Evolution and Distribution Dependent Correlations
We suggest that the principle of Distribution Dependent Correlations might be utilized in other contexts than with body fatty acids. Possibly, the suggested inverse relationship between relative amounts of lymphocytes and segmented neutrophil leukocytes could be another case of Distribution Dependent Correlations [24].
The present results indicate that variability is crucial for obtaining correlations (positive as well as negative) between percentages of the same sum. It is, however, beyond the scope of this article to discuss the many types of error in physiological research. In brief, genetics and external factors could influence variability, such as diet, physical activity, and environment in general. Additionally, errors related to time, sampling, storage, measurement, and information bias could influence spread of a variable. Conceivably, the between-subject variability should be greater than the within-subject one, due to between-subject variability of DNA per se, and differences in epigenetic influences, such as DNA methylation and histone modification. Accordingly, the many causes of variability do seem to be an argument in favor of considering Distribution Dependent Correlations (DDC) as a mathematical artifact, when it comes to possible physiological interpretations of such correlations.  On the other hand, the mathematical principle of DDC could offer an excellent tool to regulate metabolism, raising the question of whether evolution might have utilized this principle. Our studies on body fatty acids [19 - 22, 25 - 27] seem in favor of this latter idea. Thus, by determining the within-person variability, i.e. where on the scale the variables are placed, it follows from the DDC rules described in this article, whether relative   amounts will be positively or negatively associated, or not correlated at all. In other words, evolution could govern associations between percentages of the same sum, through regulating within-person distributions of variables. Since the mathematical rules giving Distribution Dependent Correlations are general ones, they might apply to any unit system in nature.

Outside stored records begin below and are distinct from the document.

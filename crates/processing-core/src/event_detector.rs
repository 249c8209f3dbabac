//! Geometric event detection over tracked positions.
//!
//! Tracks the last position of each named object and detects line
//! crossings and ground contacts between consecutive samples. All
//! positions are in image pixels; y grows downward.

use std::collections::HashMap;

use athletrack_common::clock::ms_to_secs;
use athletrack_model::geometry::{LineSegment, Point2D};

/// Determinant magnitude below which two segments are treated as parallel.
const PARALLEL_EPSILON: f64 = 1e-10;

/// A position observed at a point in time.
#[derive(Debug, Clone, Copy, PartialEq)]
pub struct TrackedState {
    pub position: Point2D,
    pub timestamp_ms: f64,
}

impl TrackedState {
    pub fn new(position: Point2D, timestamp_ms: f64) -> Self {
        Self {
            position,
            timestamp_ms,
        }
    }
}

/// Interpolated point where a movement segment crossed a line.
#[derive(Debug, Clone, Copy, PartialEq)]
pub struct Crossing {
    /// Fraction along the movement segment, in [0, 1].
    pub fraction: f64,
    pub position: Point2D,
    pub timestamp_ms: f64,
}

/// Horizontal travel direction when crossing a vertical line.
#[derive(Debug, Clone, Copy, PartialEq, Eq)]
pub enum HorizontalDirection {
    Left,
    Right,
}

/// Vertical travel direction when crossing a horizontal line.
/// `Up` means decreasing image y.
#[derive(Debug, Clone, Copy, PartialEq, Eq)]
pub enum VerticalDirection {
    Up,
    Down,
}

/// A crossing of an axis-aligned line, with travel direction.
#[derive(Debug, Clone, Copy, PartialEq)]
pub struct AxisCrossing<D> {
    pub crossing: Crossing,
    pub direction: D,
}

/// Instantaneous velocity in pixels per second.
#[derive(Debug, Clone, Copy, PartialEq)]
pub struct Velocity {
    pub vx: f64,
    pub vy: f64,
    pub magnitude: f64,
}

/// Last-known position per tracked object.
#[derive(Debug, Default)]
pub struct EventDetector {
    tracked: HashMap<String, TrackedState>,
}

impl EventDetector {
    pub fn new() -> Self {
        Self::default()
    }

    /// Record a new position for `id` and return the previous one, if any.
    pub fn track_position(
        &mut self,
        id: &str,
        position: Point2D,
        timestamp_ms: f64,
    ) -> Option<TrackedState> {
        self.tracked
            .insert(id.to_string(), TrackedState::new(position, timestamp_ms))
    }

    pub fn last_state(&self, id: &str) -> Option<&TrackedState> {
        self.tracked.get(id)
    }

    /// Forget one object, or every object when `id` is `None`.
    pub fn clear_tracking(&mut self, id: Option<&str>) {
        match id {
            Some(id) => {
                self.tracked.remove(id);
            }
            None => self.tracked.clear(),
        }
    }

    pub fn tracked_count(&self) -> usize {
        self.tracked.len()
    }
}

fn interpolate(prev: &TrackedState, curr: &TrackedState, fraction: f64) -> Crossing {
    Crossing {
        fraction,
        position: Point2D::lerp(&prev.position, &curr.position, fraction),
        timestamp_ms: prev.timestamp_ms + (curr.timestamp_ms - prev.timestamp_ms) * fraction,
    }
}

/// Intersection of the movement `prev -> curr` with an arbitrary segment.
///
/// Parallel or collinear movement never counts as a crossing.
pub fn segment_crossing(
    prev: &TrackedState,
    curr: &TrackedState,
    line: &LineSegment,
) -> Option<Crossing> {
    let r = curr.position - prev.position;
    let s = line.vector();
    let denom = r.cross(&s);
    if denom.abs() < PARALLEL_EPSILON {
        return None;
    }

    let qp = line.p1 - prev.position;
    let t = qp.cross(&s) / denom;
    let u = qp.cross(&r) / denom;
    if !(0.0..=1.0).contains(&t) || !(0.0..=1.0).contains(&u) {
        return None;
    }

    Some(interpolate(prev, curr, t))
}

/// Whether `a -> b` moves onto or across zero from a nonzero side.
///
/// A sample resting exactly on the line counts once, when it arrives.
fn changes_side(a: f64, b: f64) -> bool {
    (a < 0.0 && b >= 0.0) || (a > 0.0 && b <= 0.0)
}

/// Crossing of the vertical line `x = line_x`.
pub fn vertical_line_crossing(
    prev: &TrackedState,
    curr: &TrackedState,
    line_x: f64,
) -> Option<AxisCrossing<HorizontalDirection>> {
    let before = prev.position.x - line_x;
    let after = curr.position.x - line_x;
    if !changes_side(before, after) {
        return None;
    }

    let dx = curr.position.x - prev.position.x;
    let fraction = (line_x - prev.position.x) / dx;
    if !(0.0..=1.0).contains(&fraction) {
        return None;
    }

    let direction = if dx > 0.0 {
        HorizontalDirection::Right
    } else {
        HorizontalDirection::Left
    };
    Some(AxisCrossing {
        crossing: interpolate(prev, curr, fraction),
        direction,
    })
}

/// Crossing of the horizontal line `y = line_y`.
pub fn horizontal_line_crossing(
    prev: &TrackedState,
    curr: &TrackedState,
    line_y: f64,
) -> Option<AxisCrossing<VerticalDirection>> {
    let before = prev.position.y - line_y;
    let after = curr.position.y - line_y;
    if !changes_side(before, after) {
        return None;
    }

    let dy = curr.position.y - prev.position.y;
    let fraction = (line_y - prev.position.y) / dy;
    if !(0.0..=1.0).contains(&fraction) {
        return None;
    }

    let direction = if dy > 0.0 {
        VerticalDirection::Down
    } else {
        VerticalDirection::Up
    };
    Some(AxisCrossing {
        crossing: interpolate(prev, curr, fraction),
        direction,
    })
}

/// Velocity between two positions, or `None` when time does not advance.
pub fn calculate_velocity(
    prev: &Point2D,
    curr: &Point2D,
    prev_ms: f64,
    curr_ms: f64,
) -> Option<Velocity> {
    let dt = ms_to_secs(curr_ms - prev_ms);
    if dt <= 0.0 || !dt.is_finite() {
        return None;
    }
    let vx = (curr.x - prev.x) / dt;
    let vy = (curr.y - prev.y) / dt;
    Some(Velocity {
        vx,
        vy,
        magnitude: vx.hypot(vy),
    })
}

/// Landing/takeoff detection against a horizontal ground line.
#[derive(Debug, Clone, Copy, PartialEq)]
pub struct GroundContact {
    /// Ground line in image pixels.
    pub ground_y: f64,
    /// Minimum vertical speed in pixels per second.
    pub min_vertical_speed: f64,
}

impl GroundContact {
    pub fn new(ground_y: f64, min_vertical_speed: f64) -> Self {
        Self {
            ground_y,
            min_vertical_speed,
        }
    }

    /// Above ground before, at or below ground now, moving down fast enough.
    pub fn detect_landing(&self, prev: &TrackedState, curr: &TrackedState) -> bool {
        let Some(velocity) =
            calculate_velocity(&prev.position, &curr.position, prev.timestamp_ms, curr.timestamp_ms)
        else {
            return false;
        };
        prev.position.y < self.ground_y
            && curr.position.y >= self.ground_y
            && velocity.vy >= self.min_vertical_speed
    }

    /// At or below ground before, above ground now, moving up fast enough.
    pub fn detect_takeoff(&self, prev: &TrackedState, curr: &TrackedState) -> bool {
        let Some(velocity) =
            calculate_velocity(&prev.position, &curr.position, prev.timestamp_ms, curr.timestamp_ms)
        else {
            return false;
        };
        prev.position.y >= self.ground_y
            && curr.position.y < self.ground_y
            && -velocity.vy >= self.min_vertical_speed
    }
}

#[cfg(test)]
mod tests {
    use super::*;

    fn state(x: f64, y: f64, t: f64) -> TrackedState {
        TrackedState::new(Point2D::new(x, y), t)
    }

    #[test]
    fn test_track_position_returns_previous() {
        let mut detector = EventDetector::new();
        assert!(detector
            .track_position("runner", Point2D::new(1.0, 2.0), 0.0)
            .is_none());
        let prev = detector
            .track_position("runner", Point2D::new(3.0, 4.0), 33.0)
            .unwrap();
        assert_eq!(prev, state(1.0, 2.0, 0.0));
        assert_eq!(detector.last_state("runner"), Some(&state(3.0, 4.0, 33.0)));
    }

    #[test]
    fn test_objects_tracked_independently() {
        let mut detector = EventDetector::new();
        detector.track_position("ball", Point2D::new(1.0, 1.0), 0.0);
        detector.track_position("runner", Point2D::new(5.0, 5.0), 0.0);
        assert_eq!(detector.tracked_count(), 2);

        detector.clear_tracking(Some("ball"));
        assert!(detector.last_state("ball").is_none());
        assert!(detector.last_state("runner").is_some());

        detector.clear_tracking(None);
        assert_eq!(detector.tracked_count(), 0);
    }

    #[test]
    fn test_vertical_line_crossing_interpolates() {
        let hit = vertical_line_crossing(&state(5.0, 0.0, 0.0), &state(15.0, 10.0, 100.0), 10.0)
            .unwrap();
        assert!((hit.crossing.fraction - 0.5).abs() < 1e-12);
        assert_eq!(hit.crossing.position, Point2D::new(10.0, 5.0));
        assert!((hit.crossing.timestamp_ms - 50.0).abs() < 1e-9);
        assert_eq!(hit.direction, HorizontalDirection::Right);
    }

    #[test]
    fn test_vertical_line_not_crossed() {
        assert!(vertical_line_crossing(&state(5.0, 0.0, 0.0), &state(8.0, 0.0, 100.0), 10.0)
            .is_none());
    }

    #[test]
    fn test_vertical_line_leftward() {
        let hit = vertical_line_crossing(&state(20.0, 0.0, 0.0), &state(0.0, 0.0, 40.0), 15.0)
            .unwrap();
        assert_eq!(hit.direction, HorizontalDirection::Left);
        assert!((hit.crossing.fraction - 0.25).abs() < 1e-12);
        assert!((hit.crossing.timestamp_ms - 10.0).abs() < 1e-9);
    }

    #[test]
    fn test_landing_on_line_counts_once() {
        let on_line = vertical_line_crossing(&state(5.0, 0.0, 0.0), &state(10.0, 0.0, 10.0), 10.0);
        assert!(on_line.is_some());
        let leaving = vertical_line_crossing(&state(10.0, 0.0, 10.0), &state(12.0, 0.0, 20.0), 10.0);
        assert!(leaving.is_none());
    }

    #[test]
    fn test_horizontal_line_crossing_direction() {
        let down = horizontal_line_crossing(&state(0.0, 90.0, 0.0), &state(0.0, 110.0, 20.0), 100.0)
            .unwrap();
        assert_eq!(down.direction, VerticalDirection::Down);
        assert_eq!(down.crossing.position, Point2D::new(0.0, 100.0));

        let up = horizontal_line_crossing(&state(0.0, 110.0, 0.0), &state(0.0, 90.0, 20.0), 100.0)
            .unwrap();
        assert_eq!(up.direction, VerticalDirection::Up);
    }

    #[test]
    fn test_segment_crossing_perpendicular() {
        let line = LineSegment::new(Point2D::new(10.0, -50.0), Point2D::new(10.0, 50.0));
        let hit = segment_crossing(&state(0.0, 0.0, 0.0), &state(20.0, 0.0, 200.0), &line).unwrap();
        assert!((hit.fraction - 0.5).abs() < 1e-12);
        assert!((hit.position.x - 10.0).abs() < 1e-9);
        assert!((hit.timestamp_ms - 100.0).abs() < 1e-9);
    }

    #[test]
    fn test_segment_crossing_misses_short_line() {
        let line = LineSegment::new(Point2D::new(10.0, 5.0), Point2D::new(10.0, 50.0));
        assert!(segment_crossing(&state(0.0, 0.0, 0.0), &state(20.0, 0.0, 200.0), &line).is_none());
    }

    #[test]
    fn test_segment_crossing_parallel_is_none() {
        let line = LineSegment::new(Point2D::new(0.0, 5.0), Point2D::new(100.0, 5.0));
        assert!(segment_crossing(&state(0.0, 0.0, 0.0), &state(20.0, 0.0, 200.0), &line).is_none());
        let collinear = LineSegment::new(Point2D::new(-10.0, 0.0), Point2D::new(100.0, 0.0));
        assert!(
            segment_crossing(&state(0.0, 0.0, 0.0), &state(20.0, 0.0, 200.0), &collinear).is_none()
        );
    }

    #[test]
    fn test_segment_crossing_not_reached() {
        let line = LineSegment::new(Point2D::new(30.0, -50.0), Point2D::new(30.0, 50.0));
        assert!(segment_crossing(&state(0.0, 0.0, 0.0), &state(20.0, 0.0, 200.0), &line).is_none());
    }

    #[test]
    fn test_calculate_velocity() {
        let v = calculate_velocity(&Point2D::new(0.0, 0.0), &Point2D::new(30.0, 40.0), 0.0, 500.0)
            .unwrap();
        assert!((v.vx - 60.0).abs() < 1e-9);
        assert!((v.vy - 80.0).abs() < 1e-9);
        assert!((v.magnitude - 100.0).abs() < 1e-9);

        assert!(calculate_velocity(&Point2D::ZERO, &Point2D::new(1.0, 1.0), 100.0, 100.0).is_none());
        assert!(calculate_velocity(&Point2D::ZERO, &Point2D::new(1.0, 1.0), 100.0, 50.0).is_none());
    }

    #[test]
    fn test_landing_detected() {
        let ground = GroundContact::new(500.0, 50.0);
        // 30 px down in 100 ms = 300 px/s
        assert!(ground.detect_landing(&state(0.0, 480.0, 0.0), &state(0.0, 510.0, 100.0)));
        assert!(!ground.detect_takeoff(&state(0.0, 480.0, 0.0), &state(0.0, 510.0, 100.0)));
    }

    #[test]
    fn test_takeoff_detected() {
        let ground = GroundContact::new(500.0, 50.0);
        assert!(ground.detect_takeoff(&state(0.0, 505.0, 0.0), &state(0.0, 470.0, 100.0)));
        assert!(ground.detect_takeoff(&state(0.0, 500.0, 0.0), &state(0.0, 490.0, 100.0)));
    }

    #[test]
    fn test_slow_contact_ignored() {
        let ground = GroundContact::new(500.0, 50.0);
        // 2 px in 100 ms = 20 px/s
        assert!(!ground.detect_landing(&state(0.0, 499.0, 0.0), &state(0.0, 501.0, 100.0)));
        assert!(!ground.detect_takeoff(&state(0.0, 501.0, 0.0), &state(0.0, 499.0, 100.0)));
    }

    #[test]
    fn test_contact_needs_time_to_advance() {
        let ground = GroundContact::new(500.0, 50.0);
        assert!(!ground.detect_landing(&state(0.0, 400.0, 100.0), &state(0.0, 600.0, 100.0)));
        assert!(!ground.detect_takeoff(&state(0.0, 600.0, 100.0), &state(0.0, 400.0, 90.0)));
    }

    mod props {
        use super::*;
        use proptest::prelude::*;

        proptest! {
            #[test]
            fn reversed_movement_crosses_at_complementary_fraction(
                x0 in -500.0f64..0.0,
                x1 in 1.0f64..500.0,
                y0 in -100.0f64..100.0,
                y1 in -100.0f64..100.0,
            ) {
                let forward = vertical_line_crossing(&state(x0, y0, 0.0), &state(x1, y1, 100.0), 0.5)
                    .unwrap();
                let backward = vertical_line_crossing(&state(x1, y1, 0.0), &state(x0, y0, 100.0), 0.5)
                    .unwrap();

                prop_assert_eq!(forward.direction, HorizontalDirection::Right);
                prop_assert_eq!(backward.direction, HorizontalDirection::Left);
                prop_assert!((forward.crossing.fraction + backward.crossing.fraction - 1.0).abs() < 1e-9);
                prop_assert!((forward.crossing.position.x - 0.5).abs() < 1e-9);
                prop_assert!((forward.crossing.position.y - backward.crossing.position.y).abs() < 1e-9);
            }

            #[test]
            fn segment_and_vertical_crossings_agree(
                x0 in -500.0f64..-1.0,
                x1 in 1.0f64..500.0,
                y0 in -100.0f64..100.0,
                y1 in -100.0f64..100.0,
            ) {
                let prev = state(x0, y0, 0.0);
                let curr = state(x1, y1, 100.0);
                let line = LineSegment::new(Point2D::new(0.0, -1000.0), Point2D::new(0.0, 1000.0));

                let general = segment_crossing(&prev, &curr, &line).unwrap();
                let axis = vertical_line_crossing(&prev, &curr, 0.0).unwrap();
                prop_assert!((general.fraction - axis.crossing.fraction).abs() < 1e-9);
                prop_assert!((general.timestamp_ms - axis.crossing.timestamp_ms).abs() < 1e-6);
            }
        }
    }
}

This work deals with theoretical considerations, and computer experiments, to explain associations between relative amounts of positive scale variables, as exemplified by body fatty acids. More studies are required to evaluate to what extent the suggested phenomenon of Distribution dependent correlations (DDC) is valid in the shown examples, and for other biological variables as well. Additionally, studies in various species should explore generalizability of the results. Furthermore, future studies should investigate the possible modifying influences upon DDC of environmental and lifestyle changes, including those related to diet and physical activity. Additionally, studies should clarify whether/how DDC relate to various disease conditions.

The present work explains why relative amounts of variables, such as body fatty acids, might be positively or negatively associated. One particular feature of such correlations seems to be that distributions (ranges) of the variables are crucial, suggesting the name Distribution Dependent Correlations (DDC). Thus, by directing variables to particular places on the scale, evolution might ensure that relative amounts of some variables must become positively associated, whereas percentages of others will correlate negatively. Since DDC rules are general, they should apply to any unit system in nature.

None

Variability:  the width or spread of a distribution, measured e.g. by the range and standard deviation.

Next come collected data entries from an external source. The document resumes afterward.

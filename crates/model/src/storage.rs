//! Persistence port for results and calibrations.
//!
//! The core never talks to a concrete backend: it goes through
//! [`StoragePort`], a key-value interface over JSON values. Two backends
//! ship with the crate, an in-memory map for tests and embedding, and a
//! directory of JSON files for the CLI.

use std::collections::HashMap;
use std::path::{Path, PathBuf};

use athletrack_common::error::{AthleteError, AthleteResult};
use serde_json::Value;

use crate::calibration::StoredCalibration;
use crate::kind::TestKind;
use crate::result::TestResult;

/// Key-value storage over JSON-serializable values.
pub trait StoragePort {
    fn get(&self, key: &str) -> AthleteResult<Option<Value>>;

    fn set(&mut self, key: &str, value: Value) -> AthleteResult<()>;

    /// Remove a key. Returns whether it existed.
    fn delete(&mut self, key: &str) -> AthleteResult<bool>;
}

/// Volatile storage backed by a hash map.
#[derive(Debug, Default, Clone)]
pub struct MemoryStorage {
    entries: HashMap<String, Value>,
}

impl MemoryStorage {
    pub fn new() -> Self {
        Self::default()
    }

    pub fn len(&self) -> usize {
        self.entries.len()
    }

    pub fn is_empty(&self) -> bool {
        self.entries.is_empty()
    }
}

impl StoragePort for MemoryStorage {
    fn get(&self, key: &str) -> AthleteResult<Option<Value>> {
        Ok(self.entries.get(key).cloned())
    }

    fn set(&mut self, key: &str, value: Value) -> AthleteResult<()> {
        self.entries.insert(key.to_string(), value);
        Ok(())
    }

    fn delete(&mut self, key: &str) -> AthleteResult<bool> {
        Ok(self.entries.remove(key).is_some())
    }
}

/// One pretty-printed JSON file per key under a root directory.
///
/// Keys may contain `/` to form subdirectories; `results/sprint` is stored
/// at `<root>/results/sprint.json`.
#[derive(Debug, Clone)]
pub struct JsonFileStorage {
    root: PathBuf,
}

impl JsonFileStorage {
    pub fn new(root: impl AsRef<Path>) -> Self {
        Self {
            root: root.as_ref().to_path_buf(),
        }
    }

    pub fn root(&self) -> &Path {
        &self.root
    }

    fn path_for(&self, key: &str) -> AthleteResult<PathBuf> {
        let valid = !key.is_empty()
            && key.split('/').all(|segment| {
                !segment.is_empty()
                    && segment != "."
                    && segment != ".."
                    && segment
                        .chars()
                        .all(|c| c.is_ascii_alphanumeric() || c == '-' || c == '_')
            });
        if !valid {
            return Err(AthleteError::storage(format!("invalid storage key '{key}'")));
        }
        Ok(self.root.join(format!("{key}.json")))
    }
}

impl StoragePort for JsonFileStorage {
    fn get(&self, key: &str) -> AthleteResult<Option<Value>> {
        let path = self.path_for(key)?;
        if !path.exists() {
            return Ok(None);
        }
        let content = std::fs::read_to_string(&path).map_err(|e| {
            AthleteError::storage(format!("failed to read {}: {e}", path.display()))
        })?;
        let value = serde_json::from_str(&content).map_err(|e| {
            AthleteError::storage(format!("failed to parse {}: {e}", path.display()))
        })?;
        Ok(Some(value))
    }

    fn set(&mut self, key: &str, value: Value) -> AthleteResult<()> {
        let path = self.path_for(key)?;
        if let Some(parent) = path.parent() {
            std::fs::create_dir_all(parent)?;
        }
        let json = serde_json::to_string_pretty(&value)?;
        std::fs::write(&path, json).map_err(|e| {
            AthleteError::storage(format!("failed to write {}: {e}", path.display()))
        })
    }

    fn delete(&mut self, key: &str) -> AthleteResult<bool> {
        let path = self.path_for(key)?;
        if !path.exists() {
            return Ok(false);
        }
        std::fs::remove_file(&path)?;
        Ok(true)
    }
}

fn results_key(kind: TestKind) -> String {
    format!("results/{kind}")
}

fn calibration_key(kind: TestKind) -> String {
    format!("calibration/{kind}")
}

/// Typed access to results and calibrations over a storage port.
#[derive(Debug)]
pub struct ResultStore<S: StoragePort> {
    storage: S,
}

impl<S: StoragePort> ResultStore<S> {
    pub fn new(storage: S) -> Self {
        Self { storage }
    }

    pub fn storage(&self) -> &S {
        &self.storage
    }

    pub fn into_inner(self) -> S {
        self.storage
    }

    /// Append a result to the kind's history and return its assigned id.
    pub fn save_result(&mut self, kind: TestKind, mut result: TestResult) -> AthleteResult<String> {
        if result.kind() != kind {
            return Err(AthleteError::storage(format!(
                "cannot store a {} result under {kind}",
                result.kind()
            )));
        }

        let mut results = self.list_results(kind)?;
        let id = format!("{kind}-{:04}", results.len() + 1);
        result.id = Some(id.clone());
        results.push(result);

        self.storage
            .set(&results_key(kind), serde_json::to_value(&results)?)?;
        tracing::info!(kind = %kind, id = %id, "Stored test result");
        Ok(id)
    }

    /// All stored results of a kind, oldest first.
    pub fn list_results(&self, kind: TestKind) -> AthleteResult<Vec<TestResult>> {
        match self.storage.get(&results_key(kind))? {
            Some(value) => Ok(serde_json::from_value(value)?),
            None => Ok(vec![]),
        }
    }

    pub fn save_calibration(
        &mut self,
        kind: TestKind,
        calibration: &StoredCalibration,
    ) -> AthleteResult<()> {
        if calibration.kind != kind {
            return Err(AthleteError::storage(format!(
                "cannot store a {} calibration under {kind}",
                calibration.kind
            )));
        }
        self.storage
            .set(&calibration_key(kind), serde_json::to_value(calibration)?)
    }

    pub fn load_calibration(&self, kind: TestKind) -> AthleteResult<Option<StoredCalibration>> {
        match self.storage.get(&calibration_key(kind))? {
            Some(value) => Ok(Some(serde_json::from_value(value)?)),
            None => Ok(None),
        }
    }

    pub fn delete_calibration(&mut self, kind: TestKind) -> AthleteResult<bool> {
        self.storage.delete(&calibration_key(kind))
    }
}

Distribution: graph showing the frequency distribution of a variable within a particular range. In this article, we also use distribution when referring to a particular range, a – b, on the scale.

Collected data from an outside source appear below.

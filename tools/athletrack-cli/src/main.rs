//! Athletrack CLI: Command-line interface for calibration and test analysis.
//!
//! Usage:
//!   athletrack calibrate --kind <KIND> --point X,Y ...   Store a calibration
//!   athletrack run --kind <KIND> <RECORDING>             Analyze a landmark recording
//!   athletrack results [--kind <KIND>]                   List stored results
//!   athletrack overlay --kind <KIND>                     Print overlay geometry
//!   athletrack config                                    Show the effective configuration

use std::path::PathBuf;

use athletrack_common::config::AppConfig;
use athletrack_model::geometry::Point2D;
use athletrack_model::kind::TestKind;
use clap::{Parser, Subcommand};

mod commands;
mod driver;
mod engine;

#[derive(Parser)]
#[command(
    name = "athletrack",
    about = "Camera-based athletic test analysis",
    version,
    author
)]
struct Cli {
    /// Enable verbose logging
    #[arg(short, long, global = true)]
    verbose: bool,

    /// Config file (defaults to the standard location)
    #[arg(long, global = true)]
    config: Option<PathBuf>,

    /// Override the data directory for calibrations and results
    #[arg(long, global = true)]
    data_dir: Option<PathBuf>,

    #[command(subcommand)]
    command: Commands,
}

#[derive(Subcommand)]
enum Commands {
    /// Calibrate a test from clicked pixel positions
    Calibrate {
        /// Test kind: jump|sprint|kick
        #[arg(short, long)]
        kind: TestKind,

        /// Clicked pixel as X,Y, in the order of the test's marks
        #[arg(short, long = "point", value_parser = parse_point, required = true)]
        points: Vec<Point2D>,
    },

    /// Analyze a landmark recording
    Run {
        /// Test kind: jump|sprint|kick
        #[arg(short, long)]
        kind: TestKind,

        /// Path to the JSONL landmark recording
        recording: PathBuf,

        /// Athlete height in centimeters (overrides the config)
        #[arg(long)]
        height_cm: Option<f64>,

        /// Maximum analysis rate in frames per second (0 = every frame)
        #[arg(long, default_value = "0")]
        max_fps: u32,

        /// Do not store the result
        #[arg(long)]
        no_save: bool,
    },

    /// List stored results
    Results {
        /// Only this test kind
        #[arg(short, long)]
        kind: Option<TestKind>,

        /// Print full results as JSON
        #[arg(long)]
        json: bool,
    },

    /// Print the overlay geometry of a stored calibration as JSON
    Overlay {
        /// Test kind: jump|sprint|kick
        #[arg(short, long)]
        kind: TestKind,

        /// Image width
        #[arg(long, default_value = "1920")]
        width: u32,

        /// Image height
        #[arg(long, default_value = "1080")]
        height: u32,
    },

    /// Show the effective configuration
    Config {
        /// Write the effective configuration to the config file
        #[arg(long)]
        save: bool,
    },
}

fn parse_point(value: &str) -> Result<Point2D, String> {
    let (x, y) = value
        .split_once(',')
        .ok_or_else(|| format!("expected X,Y but got '{value}'"))?;
    let x = x
        .trim()
        .parse::<f64>()
        .map_err(|e| format!("invalid X in '{value}': {e}"))?;
    let y = y
        .trim()
        .parse::<f64>()
        .map_err(|e| format!("invalid Y in '{value}': {e}"))?;
    Ok(Point2D::new(x, y))
}

#[tokio::main]
async fn main() -> anyhow::Result<()> {
    let cli = Cli::parse();

    let config_path = cli
        .config
        .clone()
        .unwrap_or_else(athletrack_common::config::config_file_path);
    let mut config = AppConfig::load_from(&config_path);
    if let Some(data_dir) = cli.data_dir {
        config.data_dir = data_dir;
    }
    if cli.verbose {
        config.logging.level = "debug".to_string();
    }

    // Initialize logging
    athletrack_common::logging::init_logging(&config.logging)?;

    match cli.command {
        Commands::Calibrate { kind, points } => commands::calibrate::run(&config, kind, points),
        Commands::Run {
            kind,
            recording,
            height_cm,
            max_fps,
            no_save,
        } => commands::run::run(&config, kind, recording, height_cm, max_fps, !no_save).await,
        Commands::Results { kind, json } => commands::results::run(&config, kind, json),
        Commands::Overlay {
            kind,
            width,
            height,
        } => commands::overlay::run(&config, kind, width, height),
        Commands::Config { save } => commands::config::run(&config, &config_path, save),
    }
}

#[cfg(test)]
mod tests {
    use super::*;

    #[test]
    fn test_parse_point() {
        assert_eq!(parse_point("12.5, 40").unwrap(), Point2D::new(12.5, 40.0));
        assert!(parse_point("12.5").is_err());
        assert!(parse_point("a,1").is_err());
    }

    #[test]
    fn test_cli_parses_calibrate() {
        let cli = Cli::try_parse_from([
            "athletrack",
            "calibrate",
            "--kind",
            "sprint",
            "--point",
            "100,500",
            "--point",
            "550,500",
            "--point",
            "1000,500",
        ])
        .unwrap();
        let Commands::Calibrate { kind, points } = cli.command else {
            panic!("expected calibrate");
        };
        assert_eq!(kind, TestKind::Sprint);
        assert_eq!(points.len(), 3);
    }

    #[test]
    fn test_cli_rejects_unknown_kind() {
        assert!(Cli::try_parse_from(["athletrack", "results", "--kind", "swim"]).is_err());
    }
}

Uniform distribution: every value within the range is equally likely. In this article, we may write, “Distribution was from a to b”, or “Distributions of A, B, and C were a - b, c - d, and e - f, respectively”.
OA = Oleic Acid (18:1 c9); LA = Linoleic Acid (18:2 n6); ALA = Alpha Linolenic Acid (18:3 n3); AA = Arachidonic Acid (20:4 n6); EPA = Eicosapentaenoic Acid (20:5 n3); DPA = Docosapentaenoic Acid (22:5 n3); DHA = Docosahexaenoic Acid (22:6 n3); DGLA= dihomo-gammalinolenic acid (20:3 n6)
“Low–number variables” have very low numbers relative to “high-number variables”.